◆ Activity
Return the lines from the line containing "assert_eq!(out.len(), 1_000_001);" onward. Each must match exactly, and the last line of the listing below must be included.

◆ Data records
.....
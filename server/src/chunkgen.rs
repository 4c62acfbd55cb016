use std::sync::Arc;
use std::time::Duration;

use async_stream::try_stream;
use bytes::Bytes;
use futures_util::Stream;
use tracing::{debug, instrument, warn, Level};

use api::{ChunkPlan, ObjectDescriptor};
use common::upstream::UpstreamError;
use common::GatewayError;

use crate::session_pool::{IdentityIndex, SessionPool};

const PACING_DELAY: Duration = Duration::from_millis(100);
const MAX_TRANSPORT_RETRIES: u32 = 5;

/// Releases the stream's identity slot exactly once, on whichever path the
/// generator exits by — normal completion, a propagated error, or the
/// future being dropped mid-await because the client disconnected.
struct IdentityGuard {
    pool: Arc<SessionPool>,
    identity: IdentityIndex,
}

impl Drop for IdentityGuard {
    fn drop(&mut self) {
        self.pool.release(self.identity);
    }
}

/// Produces the byte sequence for one HTTP response body: `part_count`
/// sequential chunk-sized reads through the session for `descriptor`'s data
/// center, trimmed at the edges so the concatenation is exactly
/// `plan.body_length` bytes. Finite, non-restartable, and sequential within
/// itself — chunk `k+1` is never requested before chunk `k` has been
/// yielded.
#[instrument(level = Level::DEBUG, skip(session_pool, descriptor), fields(object_id = descriptor.object_id))]
pub fn generate(
    session_pool: Arc<SessionPool>,
    descriptor: ObjectDescriptor,
    identity: IdentityIndex,
    plan: ChunkPlan,
) -> impl Stream<Item = Result<Bytes, GatewayError>> {
    try_stream! {
        let _guard = IdentityGuard { pool: session_pool.clone(), identity };
        let data_center_id = descriptor.data_center_id;
        let chunk_size = api::CHUNK_SIZE;

        let mut yielded: u64 = 0;

        for k in 0..plan.part_count {
            let part_offset = plan.offset + k * chunk_size;
            let is_first = k == 0;
            let is_last = k + 1 == plan.part_count;

            let chunk = read_with_recovery(
                &session_pool,
                identity,
                data_center_id,
                &descriptor,
                part_offset,
                chunk_size,
            )
            .await?;

            if chunk.is_empty() {
                Err(GatewayError::EmptyChunk)?;
            }

            let trimmed = if plan.part_count == 1 {
                chunk.slice((plan.head_trim as usize).min(chunk.len())..(plan.tail_trim as usize).min(chunk.len()))
            } else if is_first {
                chunk.slice((plan.head_trim as usize).min(chunk.len())..)
            } else if is_last {
                chunk.slice(..(plan.tail_trim as usize).min(chunk.len()))
            } else {
                chunk
            };

            yielded += trimmed.len() as u64;
            yield trimmed;

            if !is_last {
                tokio::time::sleep(PACING_DELAY).await;
            }
        }

        if yielded != plan.body_length {
            warn!(
                expected = plan.body_length,
                actual = yielded,
                "chunk generator yielded a different total than the planned body length"
            );
        }
    }
}

/// Issues one `read` call, handling the two locally-recoverable upstream
/// failure modes: transport errors (tear down the session, exponential
/// backoff, retry) and rate limiting (sleep the supplied duration, retry
/// without tearing anything down).
async fn read_with_recovery(
    session_pool: &SessionPool,
    identity: IdentityIndex,
    data_center_id: api::DataCenterId,
    descriptor: &ObjectDescriptor,
    offset: u64,
    limit: u64,
) -> Result<Bytes, GatewayError> {
    let mut attempt = 0u32;

    loop {
        let session = session_pool
            .session(identity, data_center_id)
            .await
            .map_err(to_gateway_error)?;

        match session.read(descriptor, offset, limit).await {
            Ok(bytes) => return Ok(Bytes::from(bytes)),
            Err(UpstreamError::RateLimited { wait_seconds }) => {
                debug!(wait_seconds, "upstream rate limited, sleeping and retrying in place");
                tokio::time::sleep(Duration::from_secs(wait_seconds)).await;
            }
            Err(UpstreamError::Transport(reason)) => {
                session_pool.invalidate(identity, data_center_id);
                attempt += 1;
                if attempt > MAX_TRANSPORT_RETRIES {
                    return Err(GatewayError::Transport(reason));
                }
                let backoff = Duration::from_secs(1u64 << attempt.min(5));
                warn!(attempt, reason = %reason, "transport error reading upstream chunk, backing off");
                tokio::time::sleep(backoff).await;
            }
            Err(err) => return Err(to_gateway_error(err)),
        }
    }
}

fn to_gateway_error(err: UpstreamError) -> GatewayError {
    match err {
        UpstreamError::NotFound => GatewayError::FileNotFound,
        UpstreamError::RateLimited { wait_seconds } => GatewayError::UpstreamFlood { wait_secs: wait_seconds },
        UpstreamError::AuthInvalid => GatewayError::AuthInvalid,
        UpstreamError::Transport(reason) => GatewayError::Transport(reason),
    }
}

#[cfg(test)]
mod tests {
    use super::*;
    use api::descriptor::{LocationKey, LocationKind};
    use common::upstream::MockUpstream;
    use futures_util::StreamExt;

    fn descriptor(size: u64) -> ObjectDescriptor {
        ObjectDescriptor::new(
            1,
            2,
            "abcdef01".into(),
            size,
            "video/mp4".into(),
            "clip.mp4".into(),
            LocationKind::Document,
            LocationKey::default(),
        )
        .unwrap()
    }

    #[tokio::test]
    async fn yields_the_exact_requested_range() {
        let upstream = Arc::new(MockUpstream::new());
        let bytes: Vec<u8> = (0..=255u8).cycle().take(3 * 1024 * 1024).collect();
        upstream.insert(descriptor(bytes.len() as u64), bytes.clone());

        let pool = Arc::new(SessionPool::new(upstream, 1));
        let identity = pool.acquire_identity();

        let plan = api::align_chunks(1_000_000, 2_000_000, api::CHUNK_SIZE);
        let stream = generate(pool.clone(), descriptor(bytes.len() as u64), identity, plan);
        tokio::pin!(stream);

        let mut out = Vec::new();
        while let Some(chunk) = stream.next().await {
            out.extend_from_slice(&chunk.unwrap());
        }

        assert_eq!(out.len(), 1_000_001);
        assert_eq!(out, bytes[1_000_000..=2_000_000]);
    }

    #[tokio::test]
    async fn single_byte_range_yields_one_byte() {
        let upstream = Arc::new(MockUpstream::new());
        let bytes = vec![42u8; 10];
        upstream.insert(descriptor(10), bytes.clone());

        let pool = Arc::new(SessionPool::new(upstream, 1));
        let identity = pool.acquire_identity();

        let plan = api::align_chunks(0, 0, api::CHUNK_SIZE);
        let stream = generate(pool.clone(), descriptor(10), identity, plan);
        tokio::pin!(stream);

        let mut out = Vec::new();
        while let Some(chunk) = stream.next().await {
            out.extend_from_slice(&chunk.unwrap());
        }
        assert_eq!(out, vec![42u8]);
    }
}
.....
◆ Task solution
        assert_eq!(out.len(), 1_000_001);
        assert_eq!(out, bytes[1_000_000..=2_000_000]);
    }

    #[tokio::test]
    async fn single_byte_range_yields_one_byte() {
        let upstream = Arc::new(MockUpstream::new());
        let bytes = vec![42u8; 10];
        upstream.insert(descriptor(10), bytes.clone());

        let pool = Arc::new(SessionPool::new(upstream, 1));
        let identity = pool.acquire_identity();

        let plan = api::align_chunks(0, 0, api::CHUNK_SIZE);
        let stream = generate(pool.clone(), descriptor(10), identity, plan);
        tokio::pin!(stream);

        let mut out = Vec::new();
        while let Some(chunk) = stream.next().await {
            out.extend_from_slice(&chunk.unwrap());
        }
        assert_eq!(out, vec![42u8]);
    }
}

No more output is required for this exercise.